When we were at school, a subject called 'Geography' increased our thirst for all things related to the globe and the earth. We learned about valleys, earthquakes, continents and volcanic eruptions.
We also memorised the names of some volcanoes such as the Mount Fujiyama in Japan and the Mount Vesuvius in Italy.
When I read the Bangla version of a book titled 'Last days of Pompeii' by Lord Lytton, Mount Vesuvius caught my attention and it became my forever desire to visit it someday. The volcanic eruption sounded intriguing and dangerous at the same time.
According to history, about 2,000 years ago, Pompeii and five other cities were destroyed by the eruptions of Vesuvius.
Vesuvius also erupted several times later but those were not as destructive as that time.
How to go
Increase your fitness level by jogging for a few days before going to see Mount Vesuvius.
We started our journey from Naples in the morning train towards ancient city of Ercolano. The place also has transport facilities for going to the footsteps of Vesuvius.
From Ercolano, we, along with some people we met at the railway station, started for the Vesuvius National Park on a microbus.
As soon as we left the town, the white clouds of Vesuvius became visible. The volcano is shrouded with clouds especially during this time of the year during daytime.
The 135-square kilometre sized Vesuvius National Park was built centred around the volcano. We could see a shield of bright reddish stones near the top of the volcano as well as a thick green jungle below from far.
At a place, when the microbus stopped, the guide told us that the last eruption of Vesuvius occurred in 1944.
Vesuvius is still kept under strict observation by scientists. What might happen if the deadly volcano erupts again? Nobody knows.
There is a ticket counter by the parking area and 1 ticket costs 7 or 8 euros.
After crossing the main gate, a dirt road goes upward towards the slops. There is an arrangement for hiring and buying walking sticks but we decided to go on foot.
The city of Naples afar was playing hide-and-seek with white clouds whereas the black clouds seemed to come closer to us with every new step. We were lucky that it did not rain!
When we reached the notorious crater of Vesuvius, we were surprised to see some greenery there. At the centre, even some trees announced their proud presence.

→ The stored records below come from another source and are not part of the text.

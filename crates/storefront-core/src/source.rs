// ── Data source seams ──
//
// The controller, category loader and authenticator only ever talk to
// these traits. `RemoteCatalog` implements all three on top of
// `storefront_api::StoreClient`; tests substitute scripted sources.

use std::future::Future;
use std::sync::Arc;

use secrecy::SecretString;
use storefront_api::{StoreClient, TlsMode, TransportConfig};
use tracing::debug;

use crate::config::{StoreConfig, TlsVerification};
use crate::convert;
use crate::error::CoreError;
use crate::model::{Category, FilterState, ProductPage, Session};

/// Fetches one page of products for a filter.
pub trait ProductDataSource: Send + Sync + 'static {
    fn fetch_page(
        &self,
        filter: &FilterState,
    ) -> impl Future<Output = Result<ProductPage, CoreError>> + Send;
}

/// Fetches the full, ordered category list.
pub trait CategoryDataSource: Send + Sync + 'static {
    fn fetch_categories(&self) -> impl Future<Output = Result<Vec<Category>, CoreError>> + Send;
}

/// Exchanges credentials for a session.
pub trait AuthService: Send + Sync + 'static {
    fn login(
        &self,
        email: &str,
        password: &SecretString,
    ) -> impl Future<Output = Result<Session, CoreError>> + Send;
}

impl<T: ProductDataSource> ProductDataSource for Arc<T> {
    fn fetch_page(
        &self,
        filter: &FilterState,
    ) -> impl Future<Output = Result<ProductPage, CoreError>> + Send {
        (**self).fetch_page(filter)
    }
}

impl<T: CategoryDataSource> CategoryDataSource for Arc<T> {
    fn fetch_categories(&self) -> impl Future<Output = Result<Vec<Category>, CoreError>> + Send {
        (**self).fetch_categories()
    }
}

impl<T: AuthService> AuthService for Arc<T> {
    fn login(
        &self,
        email: &str,
        password: &SecretString,
    ) -> impl Future<Output = Result<Session, CoreError>> + Send {
        (**self).login(email, password)
    }
}

// ── Remote implementation ────────────────────────────────────────────

/// HTTP-backed data source for products, categories and sign-in.
///
/// Cheap to clone: the underlying `reqwest::Client` shares its pool.
#[derive(Debug, Clone)]
pub struct RemoteCatalog {
    client: StoreClient,
    page_size: u32,
}

impl RemoteCatalog {
    /// Build the HTTP client described by `config`.
    pub fn from_config(config: &StoreConfig) -> Result<Self, CoreError> {
        let transport = build_transport(config);
        let client = StoreClient::new(config.url.as_str(), &transport)?;
        Ok(Self::new(client, config.page_size))
    }

    /// Wrap an existing client.
    pub fn new(client: StoreClient, page_size: u32) -> Self {
        Self {
            client,
            page_size: page_size.max(1),
        }
    }

    pub fn page_size(&self) -> u32 {
        self.page_size
    }
}

impl ProductDataSource for RemoteCatalog {
    async fn fetch_page(&self, filter: &FilterState) -> Result<ProductPage, CoreError> {
        let query = convert::product_query(filter, self.page_size);
        let resp = self.client.list_products(&query).await?;
        let page = convert::product_page(resp, filter, self.page_size);
        debug!(
            page = filter.page(),
            items = page.items.len(),
            has_more = page.has_more,
            "fetched product page"
        );
        Ok(page)
    }
}

impl CategoryDataSource for RemoteCatalog {
    async fn fetch_categories(&self) -> Result<Vec<Category>, CoreError> {
        let categories = self.client.list_categories().await?;
        Ok(categories.into_iter().map(Category::from).collect())
    }
}

impl AuthService for RemoteCatalog {
    async fn login(&self, email: &str, password: &SecretString) -> Result<Session, CoreError> {
        let resp = self.client.login(email, password).await?;
        Ok(Session::from(resp))
    }
}

fn build_transport(config: &StoreConfig) -> TransportConfig {
    let tls = match &config.tls {
        TlsVerification::SystemDefaults => TlsMode::System,
        TlsVerification::CustomCa(path) => TlsMode::CustomCa(path.clone()),
        TlsVerification::DangerAcceptInvalid => TlsMode::DangerAcceptInvalid,
    };
    TransportConfig {
        tls,
        timeout: config.timeout,
    }
}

It was only while taking pictures did we notice that there were smokes coming out from the volcano. Smoke coming out of a dead volcano! The source of the smoke created a mixed feeling of joy and excitement in our mind that cannot be described in words. However, we were scared about an eruption happening immediately.
Mount Vesuvius erupted 79 times in last 2000 years but none of them was as deadly as that in the year of 79 AC that caused massive destruction.

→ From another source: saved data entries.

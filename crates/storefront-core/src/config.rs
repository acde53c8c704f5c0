// ── Runtime connection configuration ──
//
// These types describe *how* to reach a storefront service. They carry
// credential data and connection tuning, but never touch disk.
// The CLI/TUI constructs a `StoreConfig` and hands it in.

use std::path::PathBuf;
use std::time::Duration;

use secrecy::SecretString;
use url::Url;

/// Default number of products requested per page.
pub const DEFAULT_PAGE_SIZE: u32 = 20;

/// TLS verification strategy.
#[derive(Debug, Clone, Default, PartialEq, Eq)]
pub enum TlsVerification {
    /// System CA store (strict).
    #[default]
    SystemDefaults,
    /// Custom CA certificate file.
    CustomCa(PathBuf),
    /// Skip verification (local development servers).
    DangerAcceptInvalid,
}

/// Email + password used by [`Authenticator`](crate::Authenticator).
#[derive(Debug, Clone)]
pub struct Credentials {
    pub email: String,
    pub password: SecretString,
}

/// Configuration for talking to one storefront service.
///
/// Built by CLI/TUI, passed to [`RemoteCatalog`](crate::RemoteCatalog);
/// core never reads config files.
#[derive(Debug, Clone)]
pub struct StoreConfig {
    /// Service base URL (e.g., `https://shop.example.com/api`).
    pub url: Url,
    /// TLS verification strategy.
    pub tls: TlsVerification,
    /// Request timeout.
    pub timeout: Duration,
    /// Products requested per page.
    pub page_size: u32,
    /// Sign-in credentials, when the profile has them.
    pub credentials: Option<Credentials>,
}

impl StoreConfig {
    /// Config with defaults for everything but the URL.
    pub fn new(url: Url) -> Self {
        Self {
            url,
            tls: TlsVerification::default(),
            timeout: Duration::from_secs(30),
            page_size: DEFAULT_PAGE_SIZE,
            credentials: None,
        }
    }
}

Smoke from the lava sometimes crossed 1200 kilometres beyond Europe and occupied the skies of Istanbul where Europe and Asia meets.
Geological research has found that the birth of the Alps mountains and the rise of Vesuvius had the same reason --- clash between the tectonic plates of the African continent with the Euro-Asian one.
It was surprising that in the seemingly hot and smoky area where a barbeque would be more fitting, small flocks of birds had actually built their nests! Before we could look at them properly, they flew away.
The strong smell of sulphur, just like rotting eggs as our Chemistry classes taught us, had filled the air around us.
The dark crater looked like a demon and it seemed like we had truly reached a scene from a Jules Verne story.
On one side of the crater, there were curio shops, where view-cards of the sun-lit volcano is available alongside stones of different colours.
On a small table nearby, we saw an exhibition of how one element turns into another under high temperature and pressure.
We had to take the same route to go down although there is a short cut that is blocked by the security.